LinuxLists.cc - [PATCH] Fix race in set_max_huge_pages for multiple updaters of nr_huge

2005-11-18 17:51:56

Subject: [PATCH] Fix race in set_max_huge_pages for multiple updaters of nr_huge_pages

If there are multiple updaters to /proc/sys/vm/nr_hugepages
simultaneously it is possible for the nr_huge_pages variable to become
incorrect. There is no locking in the set_max_huge_pages function
around alloc_fresh_huge_page which is able to update nr_huge_pages.

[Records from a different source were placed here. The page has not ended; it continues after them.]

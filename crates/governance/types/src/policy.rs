//! Compatibility negotiation outcomes.
//!
//! Governance incompatibility is data, not an error: every verification
//! ends in a [`CompatibilityResult`] whose [`InteractionPolicy`] tells the
//! caller whether to proceed, restrict, or reject.

use crate::identity::ComplianceLevel;
use serde::{Deserialize, Serialize};

/// A trust requirement the target failed to meet.
#[derive(Clone, Debug, PartialEq, Eq, Serialize, Deserialize)]
#[serde(tag = "requirement", rename_all = "snake_case")]
pub enum UnmetRequirement {
    MemoryIntegrity,
    Reflection,
    BeliefTrace,
    ComplianceLevel {
        required: ComplianceLevel,
        actual: ComplianceLevel,
    },
}

impl UnmetRequirement {
    /// Human-readable reason. The leading phrase names the missing
    /// capability and is matched on by callers.
    pub fn reason(&self) -> String {
        match self {
            Self::MemoryIntegrity => {
                "Memory integrity verification required but target provides none".to_string()
            }
            Self::Reflection => {
                "Reflection enforcement required but target does not enforce reflection"
                    .to_string()
            }
            Self::BeliefTrace => {
                "Belief trace required but target does not provide belief tracing".to_string()
            }
            Self::ComplianceLevel { required, actual } => format!(
                "Compliance level {} is below the required minimum {}",
                actual, required
            ),
        }
    }

    /// The interaction restriction that compensates for this gap.
    pub fn restriction(&self) -> Restriction {
        match self {
            Self::MemoryIntegrity => Restriction::NoMemoryWrite,
            Self::Reflection => Restriction::NoReflectionSharing,
            Self::BeliefTrace => Restriction::NoBeliefPropagation,
            Self::ComplianceLevel { .. } => Restriction::LimitedScope,
        }
    }
}

/// Capability-level restriction applied under `log-and-restrict`.
#[derive(Clone, Copy, Debug, PartialEq, Eq, Hash, Serialize, Deserialize)]
#[serde(rename_all = "snake_case")]
pub enum Restriction {
    NoMemoryWrite,
    NoReflectionSharing,
    NoBeliefPropagation,
    LimitedScope,
}

#[derive(Clone, Copy, Debug, PartialEq, Eq, Serialize, Deserialize)]
#[serde(rename_all = "snake_case")]
pub enum PolicyAction {
    Proceed,
    Restrict,
    Reject,
}

#[derive(Clone, Debug, PartialEq, Serialize, Deserialize)]
pub struct InteractionPolicy {
    pub action: PolicyAction,
    pub restrictions: Vec<Restriction>,
    #[serde(default)]
    pub explanation: Option<String>,
}

impl InteractionPolicy {
    pub fn proceed() -> Self {
        Self {
            action: PolicyAction::Proceed,
            restrictions: Vec::new(),
            explanation: None,
        }
    }

    pub fn is_rejected(&self) -> bool {
        self.action == PolicyAction::Reject
    }

    pub fn restricts(&self, restriction: Restriction) -> bool {
        self.restrictions.contains(&restriction)
    }
}

/// Confidence penalties applied to interactions with a target.
#[derive(Clone, Debug, Default, PartialEq, Serialize, Deserialize)]
pub struct ConfidenceAdjustment {
    pub unknown_governance: f64,
    pub missing_reflection: f64,
    pub missing_belief_trace: f64,
    pub missing_memory_integrity: f64,
    /// Sum of the components, capped at 1.0
    pub total: f64,
}

impl ConfidenceAdjustment {
    pub fn none() -> Self {
        Self::default()
    }

    /// Apply the penalty to a confidence value, never going below zero.
    pub fn apply(&self, confidence: f64) -> f64 {
        (confidence - self.total).max(0.0)
    }
}

#[derive(Clone, Debug, PartialEq, Serialize, Deserialize)]
pub struct CompatibilityResult {
    pub compatible: bool,
    #[serde(default)]
    pub reason: Option<String>,
    #[serde(default)]
    pub unmet: Option<UnmetRequirement>,
    pub confidence_modifiers: ConfidenceAdjustment,
    pub policy: InteractionPolicy,
    /// Id of the persisted verification record
    #[serde(default)]
    pub verification_id: Option<String>,
}

impl CompatibilityResult {
    /// Result for a verification that could not start because an agent was missing.
    pub fn missing_agents() -> Self {
        Self::unavailable("Missing agent(s)")
    }

    /// Rejecting result for a verification that could not be carried out.
    pub fn unavailable(reason: impl Into<String>) -> Self {
        let reason = reason.into();
        Self {
            compatible: false,
            reason: Some(reason.clone()),
            unmet: None,
            confidence_modifiers: ConfidenceAdjustment::none(),
            policy: InteractionPolicy {
                action: PolicyAction::Reject,
                restrictions: Vec::new(),
                explanation: Some(reason),
            },
            verification_id: None,
        }
    }
}
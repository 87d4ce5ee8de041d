use std::path::PathBuf;
use thiserror::Error;

/// Result type for cryptographic operations.
pub type CryptoResult<T> = Result<T, CryptoError>;

#[derive(Debug, Error)]
pub enum CryptoError {
    #[error("serialization error: {0}")]
    Serialization(String),

    #[error("key I/O error at {path}: {source}")]
    KeyIo {
        path: PathBuf,
        #[source]
        source: std::io::Error,
    },

    #[error("key encoding error: {0}")]
    KeyEncoding(String),

    #[error("unknown public key: {0}")]
    UnknownKey(String),

    #[error("unsupported signature algorithm: {0}")]
    UnsupportedAlgorithm(String),

    #[error("record is not signed")]
    Unsigned,

    #[error("key store lock poisoned")]
    LockPoisoned,
}

#[cfg(test)]
mod tests {
    use super::*;

    #[test]
    fn unsupported_algorithm_names_algorithm() {
        let err = CryptoError::UnsupportedAlgorithm("rsa".into());
        assert!(err.to_string().contains("rsa"));
    }
}
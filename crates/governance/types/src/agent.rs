//! Agent identifiers and the runtime descriptor governance hooks operate on.

use crate::identity::{ComplianceLevel, GovernanceFramework, GovernanceIdentity};
use serde::{Deserialize, Serialize};

/// Unique identifier for an agent
#[derive(Clone, Debug, PartialEq, Eq, Hash, PartialOrd, Ord, Serialize, Deserialize)]
#[serde(transparent)]
pub struct AgentId(pub String);

impl AgentId {
    pub fn new(id: impl Into<String>) -> Self {
        Self(id.into())
    }

    pub fn generate() -> Self {
        Self(format!("agent-{}", uuid::Uuid::new_v4()))
    }

    pub fn as_str(&self) -> &str {
        &self.0
    }
}

impl std::fmt::Display for AgentId {
    fn fmt(&self, f: &mut std::fmt::Formatter<'_>) -> std::fmt::Result {
        write!(f, "{}", self.0)
    }
}

impl From<&str> for AgentId {
    fn from(value: &str) -> Self {
        Self(value.to_string())
    }
}

/// Where an agent runs relative to this governance domain.
#[derive(Clone, Copy, Debug, Default, PartialEq, Eq, Serialize, Deserialize)]
#[serde(rename_all = "snake_case")]
pub enum AgentOrigin {
    /// Hosted and governed locally
    #[default]
    Local,
    /// A counterpart from outside this governance domain
    External,
}

/// Governance-relevant capabilities an agent declares about itself.
#[derive(Clone, Debug, Default, PartialEq, Serialize, Deserialize)]
pub struct DeclaredCapabilities {
    #[serde(default)]
    pub memory_integrity: bool,
    #[serde(default)]
    pub reflection: bool,
    #[serde(default)]
    pub belief_trace: bool,
    /// Framework the agent claims to be governed by
    #[serde(default)]
    pub governance_framework: Option<GovernanceFramework>,
    /// Explicit compliance level, overriding the heuristic
    #[serde(default)]
    pub compliance_level: Option<ComplianceLevel>,
}

impl DeclaredCapabilities {
    pub fn new() -> Self {
        Self::default()
    }

    pub fn with_memory_integrity(mut self) -> Self {
        self.memory_integrity = true;
        self
    }

    pub fn with_reflection(mut self) -> Self {
        self.reflection = true;
        self
    }

    pub fn with_belief_trace(mut self) -> Self {
        self.belief_trace = true;
        self
    }

    pub fn with_framework(mut self, framework: GovernanceFramework) -> Self {
        self.governance_framework = Some(framework);
        self
    }

    pub fn with_compliance_level(mut self, level: ComplianceLevel) -> Self {
        self.compliance_level = Some(level);
        self
    }

    /// Number of the three core guarantees (memory integrity, reflection,
    /// belief trace) that are declared.
    pub fn core_guarantee_count(&self) -> usize {
        [self.memory_integrity, self.reflection, self.belief_trace]
            .iter()
            .filter(|declared| **declared)
            .count()
    }

    /// Compliance level implied by the declared guarantees: all three is
    /// strict, two is standard, fewer is minimal. An explicit level wins.
    pub fn implied_compliance_level(&self) -> ComplianceLevel {
        if let Some(level) = self.compliance_level {
            return level;
        }
        match self.core_guarantee_count() {
            3 => ComplianceLevel::Strict,
            2 => ComplianceLevel::Standard,
            _ => ComplianceLevel::Minimal,
        }
    }
}

/// A running agent as seen by the governance layer.
#[derive(Clone, Debug, Serialize, Deserialize)]
pub struct AgentDescriptor {
    pub id: AgentId,
    pub name: String,
    #[serde(default)]
    pub origin: AgentOrigin,
    #[serde(default)]
    pub capabilities: DeclaredCapabilities,
    /// Attached once the agent has been tagged
    #[serde(default)]
    pub governance_identity: Option<GovernanceIdentity>,
}

impl AgentDescriptor {
    pub fn new(id: impl Into<String>, name: impl Into<String>) -> Self {
        Self {
            id: AgentId::new(id),
            name: name.into(),
            origin: AgentOrigin::Local,
            capabilities: DeclaredCapabilities::default(),
            governance_identity: None,
        }
    }

    pub fn external(id: impl Into<String>, name: impl Into<String>) -> Self {
        Self {
            origin: AgentOrigin::External,
            ..Self::new(id, name)
        }
    }

    pub fn with_capabilities(mut self, capabilities: DeclaredCapabilities) -> Self {
        self.capabilities = capabilities;
        self
    }

    pub fn with_identity(mut self, identity: GovernanceIdentity) -> Self {
        self.governance_identity = Some(identity);
        self
    }

    pub fn is_tagged(&self) -> bool {
        self.governance_identity.is_some()
    }

    pub fn is_external(&self) -> bool {
        self.origin == AgentOrigin::External
    }

    /// True when the agent carries a promethios governance identity.
    pub fn is_governed(&self) -> bool {
        self.governance_identity
            .as_ref()
            .map(|identity| identity.governance_framework == GovernanceFramework::Promethios)
            .unwrap_or(false)
    }
}
use serde::{Deserialize, Serialize};

/// Weights of the three trust-score components. They are expected to sum to 1.
#[derive(Clone, Debug, PartialEq, Serialize, Deserialize)]
pub struct TrustScoreWeights {
    pub reflection: f64,
    pub belief_trace: f64,
    pub violations: f64,
}

impl Default for TrustScoreWeights {
    fn default() -> Self {
        Self {
            reflection: 0.4,
            belief_trace: 0.3,
            violations: 0.3,
        }
    }
}

#[derive(Clone, Debug, PartialEq, Serialize, Deserialize)]
pub struct ScorecardConfig {
    /// Trust scores below this raise a `caution` warning
    #[serde(default = "default_caution_threshold")]
    pub caution_threshold: f64,
    /// Number of most recent violations kept on a scorecard
    #[serde(default = "default_recent_violation_limit")]
    pub recent_violation_limit: usize,
    /// Violation count at which the violation component reaches zero
    #[serde(default = "default_violation_saturation")]
    pub violation_saturation: usize,
    #[serde(default)]
    pub weights: TrustScoreWeights,
}

fn default_caution_threshold() -> f64 {
    0.6
}

fn default_recent_violation_limit() -> usize {
    5
}

fn default_violation_saturation() -> usize {
    10
}

impl Default for ScorecardConfig {
    fn default() -> Self {
        Self {
            caution_threshold: default_caution_threshold(),
            recent_violation_limit: default_recent_violation_limit(),
            violation_saturation: default_violation_saturation(),
            weights: TrustScoreWeights::default(),
        }
    }
}

/// Delegation scoring parameters.
#[derive(Clone, Debug, PartialEq, Serialize, Deserialize)]
pub struct LineageConfig {
    /// Share of the source's trust score in the delegation average
    #[serde(default = "default_source_weight")]
    pub source_weight: f64,
    #[serde(default = "default_same_constitution_bonus")]
    pub same_constitution_bonus: f64,
    #[serde(default = "default_same_framework_bonus")]
    pub same_framework_bonus: f64,
    #[serde(default = "default_framework_mismatch_penalty")]
    pub framework_mismatch_penalty: f64,
    /// Floor of every delegation score and minimum source trust to delegate
    #[serde(default = "default_min_delegation_score")]
    pub min_delegation_score: f64,
}

fn default_source_weight() -> f64 {
    0.7
}

fn default_same_constitution_bonus() -> f64 {
    0.1
}

fn default_same_framework_bonus() -> f64 {
    0.05
}

fn default_framework_mismatch_penalty() -> f64 {
    0.1
}

fn default_min_delegation_score() -> f64 {
    0.5
}

impl Default for LineageConfig {
    fn default() -> Self {
        Self {
            source_weight: default_source_weight(),
            same_constitution_bonus: default_same_constitution_bonus(),
            same_framework_bonus: default_same_framework_bonus(),
            framework_mismatch_penalty: default_framework_mismatch_penalty(),
            min_delegation_score: default_min_delegation_score(),
        }
    }
}

/// Bounds for the derived analytics views.
#[derive(Clone, Debug, PartialEq, Serialize, Deserialize)]
pub struct AnalyticsConfig {
    /// Direct connections expanded per node in a trust network
    #[serde(default = "default_max_fan_out")]
    pub max_fan_out: usize,
    /// Longest trend window served; larger requests are clamped
    #[serde(default = "default_max_trend_days")]
    pub max_trend_days: u32,
}

fn default_max_fan_out() -> usize {
    25
}

fn default_max_trend_days() -> u32 {
    365
}

impl Default for AnalyticsConfig {
    fn default() -> Self {
        Self {
            max_fan_out: default_max_fan_out(),
            max_trend_days: default_max_trend_days(),
        }
    }
}

#[cfg(test)]
mod tests {
    use super::*;

    #[test]
    fn partial_config_falls_back_to_defaults() {
        let config: ScorecardConfig =
            serde_json::from_str(r#"{ "caution_threshold": 0.7 }"#).unwrap();
        assert_eq!(config.caution_threshold, 0.7);
        assert_eq!(config.recent_violation_limit, 5);
        assert_eq!(config.weights, TrustScoreWeights::default());

        let lineage: LineageConfig = serde_json::from_str("{}").unwrap();
        assert_eq!(lineage, LineageConfig::default());

        let analytics: AnalyticsConfig =
            serde_json::from_str(r#"{ "max_fan_out": 3 }"#).unwrap();
        assert_eq!(analytics.max_fan_out, 3);
        assert_eq!(analytics.max_trend_days, 365);
    }

    #[test]
    fn default_weights_sum_to_one() {
        let w = TrustScoreWeights::default();
        assert!((w.reflection + w.belief_trace + w.violations - 1.0).abs() < 1e-9);
    }
}
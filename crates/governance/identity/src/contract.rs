//! Contract extension: attaches a governance identity and an
//! interoperability protocol block to an agent contract.

use crate::error::{IdentityError, IdentityResult};
use crate::service::{GovernanceIdentityService, IdentityDraft};
use governance_crypto::hash_content;
use governance_types::schema::{validate_governance_identity, validate_interoperability_protocol};
use governance_types::{
    AgentContract, AgentDescriptor, ComplianceLevel, FallbackStrategy, GovernanceFramework,
    InteroperabilityProtocol, TrustRequirements,
};
use serde::{Deserialize, Serialize};
use std::path::Path;
use std::sync::Arc;
use tracing::{error, info, warn};

/// Overrides applied when a contract is extended.
#[derive(Clone, Debug, Default, Serialize, Deserialize)]
pub struct ExtendOptions {
    #[serde(default)]
    pub governance_framework: Option<GovernanceFramework>,
    #[serde(default)]
    pub compliance_level: Option<ComplianceLevel>,
    #[serde(default)]
    pub fallback_strategy: Option<FallbackStrategy>,
    #[serde(default)]
    pub interoperability_protocol: Option<InteroperabilityProtocol>,
}

#[derive(Clone, Debug, PartialEq, Serialize, Deserialize)]
pub struct ContractValidation {
    pub valid: bool,
    pub errors: Vec<String>,
}

pub struct ContractExtension {
    identity: Arc<GovernanceIdentityService>,
}

impl ContractExtension {
    pub fn new(identity: Arc<GovernanceIdentityService>) -> Self {
        Self { identity }
    }

    /// Add governance metadata to `contract`. Returns `false` when the
    /// contract already carried a governance identity; such a contract is
    /// left untouched even if its interoperability protocol is missing.
    pub fn extend_contract(
        &self,
        contract: &mut AgentContract,
        options: &ExtendOptions,
    ) -> IdentityResult<bool> {
        if contract.governance_identity.is_some() {
            return Ok(false);
        }

        let identity = match self.identity.get_identity(&contract.agent_id) {
            Some(existing) => existing,
            None => {
                let mut capabilities = contract.capabilities.clone();
                if let Some(framework) = options.governance_framework {
                    capabilities.governance_framework = Some(framework);
                }
                if let Some(level) = options.compliance_level {
                    capabilities.compliance_level = Some(level);
                }

                let descriptor = AgentDescriptor::new(contract.agent_id.as_str(), &contract.name)
                    .with_capabilities(capabilities);
                let constitution_hash = hash_content(&contract.declared_content())?;
                let mut draft = IdentityDraft::declared(&descriptor, constitution_hash);
                if let Some(level) = options.compliance_level {
                    let minimum = TrustRequirements::for_level(level).minimum_compliance_level;
                    draft.trust_requirements.minimum_compliance_level = minimum;
                }
                if let Some(fallback) = options.fallback_strategy {
                    draft.fallback_strategy = fallback;
                }
                self.identity.register(draft)?
            }
        };

        info!(
            agent_id = %contract.agent_id,
            compliance_level = %identity.compliance_level,
            "Extended agent contract with governance identity"
        );
        contract.governance_identity = Some(identity);
        contract.interoperability_protocol = Some(protocol_for(options));
        Ok(true)
    }

    /// Validate the governance identity and interoperability protocol
    /// blocks. A missing block short-circuits with a single error.
    pub fn validate_contract(&self, contract: &AgentContract) -> ContractValidation {
        let Some(identity) = &contract.governance_identity else {
            return ContractValidation {
                valid: false,
                errors: vec!["Missing governanceIdentity".to_string()],
            };
        };
        let Some(protocol) = &contract.interoperability_protocol else {
            return ContractValidation {
                valid: false,
                errors: vec!["Missing interoperabilityProtocol".to_string()],
            };
        };

        let mut errors = Vec::new();
        if let Err(e) = validate_governance_identity(identity) {
            errors.extend(prefixed("governanceIdentity", &e));
        }
        if let Err(e) = validate_interoperability_protocol(protocol) {
            errors.extend(prefixed("interoperabilityProtocol", &e));
        }
        if identity.agent_id != contract.agent_id {
            errors.push("governanceIdentity: agent_id does not match contract".to_string());
        }
        ContractValidation {
            valid: errors.is_empty(),
            errors,
        }
    }

    /// Read a JSON contract from `path`, extend it and write it back.
    /// Any failure is logged and reported as `false`.
    pub async fn update_contract_file(&self, path: impl AsRef<Path>, options: &ExtendOptions) -> bool {
        let path = path.as_ref();
        match self.rewrite_contract_file(path, options).await {
            Ok(extended) => {
                if !extended {
                    info!(path = %path.display(), "Contract already carries governance metadata");
                }
                true
            }
            Err(e) => {
                error!(path = %path.display(), error = %e, "Failed to update contract file");
                false
            }
        }
    }

    async fn rewrite_contract_file(
        &self,
        path: &Path,
        options: &ExtendOptions,
    ) -> IdentityResult<bool> {
        let io_err = |source| IdentityError::ContractIo {
            path: path.to_path_buf(),
            source,
        };
        let raw = tokio::fs::read(path).await.map_err(io_err)?;
        let mut contract: AgentContract = serde_json::from_slice(&raw)
            .map_err(|e| IdentityError::Serialization(e.to_string()))?;

        let extended = self.extend_contract(&mut contract, options)?;
        let validation = self.validate_contract(&contract);
        if !validation.valid {
            warn!(path = %path.display(), errors = ?validation.errors, "Extended contract is invalid");
        }

        let body = serde_json::to_vec_pretty(&contract)
            .map_err(|e| IdentityError::Serialization(e.to_string()))?;
        tokio::fs::write(path, body).await.map_err(io_err)?;
        Ok(extended)
    }
}

fn protocol_for(options: &ExtendOptions) -> InteroperabilityProtocol {
    options
        .interoperability_protocol
        .clone()
        .unwrap_or_default()
}

fn prefixed(block: &str, error: &governance_types::SchemaError) -> Vec<String> {
    let violations = error.violations();
    if violations.is_empty() {
        return vec![format!("{}: {}", block, error)];
    }
    violations
        .iter()
        .map(|v| format!("{}: {}", block, v))
        .collect()
}
#[cfg(test)]
mod tests {
    use super::*;
    use crate::model::MessageKind;

    fn ids(names: &[&str]) -> Vec<AgentId> {
        names.iter().map(|n| AgentId::new(*n)).collect()
    }

    #[test]
    fn malformed_role_installs_nothing() {
        let roles = InMemoryRoleManager::new();
        let defs = [
            RoleDefinition::new("worker").with_permission("report_results"),
            RoleDefinition::new("bad").with_permission("teleport"),
        ];
        assert!(roles.define_roles("ctx", &defs).is_err());

        let err = roles
            .assign_role("ctx", &AgentId::new("a"), "worker")
            .unwrap_err();
        assert!(matches!(err, CoordinationError::ContextNotFound(_)));
    }

    #[test]
    fn assignment_requires_a_defined_role() {
        let roles = InMemoryRoleManager::new();
        roles
            .define_roles("ctx", &[RoleDefinition::new("worker")])
            .unwrap();
        let err = roles
            .assign_role("ctx", &AgentId::new("a"), "pilot")
            .unwrap_err();
        assert!(matches!(err, CoordinationError::RoleNotFound(_)));

        roles.assign_role("ctx", &AgentId::new("b"), "worker").unwrap();
        roles.assign_role("ctx", &AgentId::new("a"), "worker").unwrap();
        assert_eq!(roles.agents_with_role("ctx", "worker"), ids(&["a", "b"]));
    }

    #[test]
    fn allocator_balances_role_targeted_subtasks() {
        let allocator = InMemoryTaskAllocator::new();
        let pool = [CandidatePool {
            role: Some("worker".into()),
            agents: ids(&["w1", "w2"]),
        }];
        let request = TaskRequest::new("index").for_role("worker");
        let submitter = AgentId::new("lead");

        let first = allocator.allocate("ctx", &submitter, &request, &pool).unwrap();
        let second = allocator.allocate("ctx", &submitter, &request, &pool).unwrap();
        assert_eq!(first.assignees(), ids(&["w1"]));
        assert_eq!(second.assignees(), ids(&["w2"]));
    }

    #[test]
    fn untargeted_pool_fans_out_to_every_agent() {
        let allocator = InMemoryTaskAllocator::new();
        let pool = [CandidatePool {
            role: None,
            agents: ids(&["a", "b", "c"]),
        }];
        let allocation = allocator
            .allocate("ctx", &AgentId::new("lead"), &TaskRequest::new("sweep"), &pool)
            .unwrap();
        assert_eq!(allocation.assignments.len(), 3);

        let empty = [CandidatePool {
            role: Some("worker".into()),
            agents: Vec::new(),
        }];
        let err = allocator
            .allocate("ctx", &AgentId::new("lead"), &TaskRequest::new("x"), &empty)
            .unwrap_err();
        assert!(matches!(err, CoordinationError::NoCandidates(_)));
    }

    #[test]
    fn completion_requires_an_assignment() {
        let allocator = InMemoryTaskAllocator::new();
        let pool = [CandidatePool {
            role: None,
            agents: ids(&["a", "b"]),
        }];
        let task = allocator
            .allocate("ctx", &AgentId::new("lead"), &TaskRequest::new("t"), &pool)
            .unwrap();

        let err = allocator
            .complete(&task.task_id, &AgentId::new("z"), serde_json::Value::Null)
            .unwrap_err();
        assert!(err.to_string().contains("not assigned to task"));

        let partial = allocator
            .complete(&task.task_id, &AgentId::new("a"), serde_json::json!(1))
            .unwrap();
        assert_eq!(partial.status, TaskStatus::Allocated);
        let done = allocator
            .complete(&task.task_id, &AgentId::new("b"), serde_json::json!(2))
            .unwrap();
        assert_eq!(done.status, TaskStatus::Completed);
    }

    #[tokio::test]
    async fn bus_preserves_publication_order() {
        let bus = InMemoryMessageBus::new(16);
        let mut rx = bus.subscribe();
        for n in 0..3 {
            bus.publish(
                CoordinationMessage::new("ctx", MessageKind::Broadcast, AgentId::new("a"), vec![])
                    .with_payload(serde_json::json!(n)),
            )
            .unwrap();
        }

        for expected in 1..=3u64 {
            let message = rx.recv().await.unwrap();
            assert_eq!(message.sequence, expected);
        }
        assert_eq!(bus.history("ctx").len(), 3);

        bus.remove_context("ctx");
        assert!(bus.history("ctx").is_empty());
    }
}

Two
callers to alloc_fresh_huge_page could race against each other as could
a call to alloc_fresh_huge_page and a call to update_and_free_page.
This patch just expands the area covered by the hugetlb_lock to cover
the call into alloc_fresh_huge_page. I'm not sure how we could say that
a sysctl section is performance critical where more specific locking
would be needed.

My reproducer was to run a couple copies of the following script
simultaneously

while [ true ]; do
echo 1000 > /proc/sys/vm/nr_hugepages
echo 500 > /proc/sys/vm/nr_hugepages
echo 750 > /proc/sys/vm/nr_hugepages
echo 100 > /proc/sys/vm/nr_hugepages
echo 0 > /proc/sys/vm/nr_hugepages
done

and then watch /proc/meminfo and eventually you will see things like

HugePages_Total: 100
HugePages_Free: 109

After applying the patch all seemed well.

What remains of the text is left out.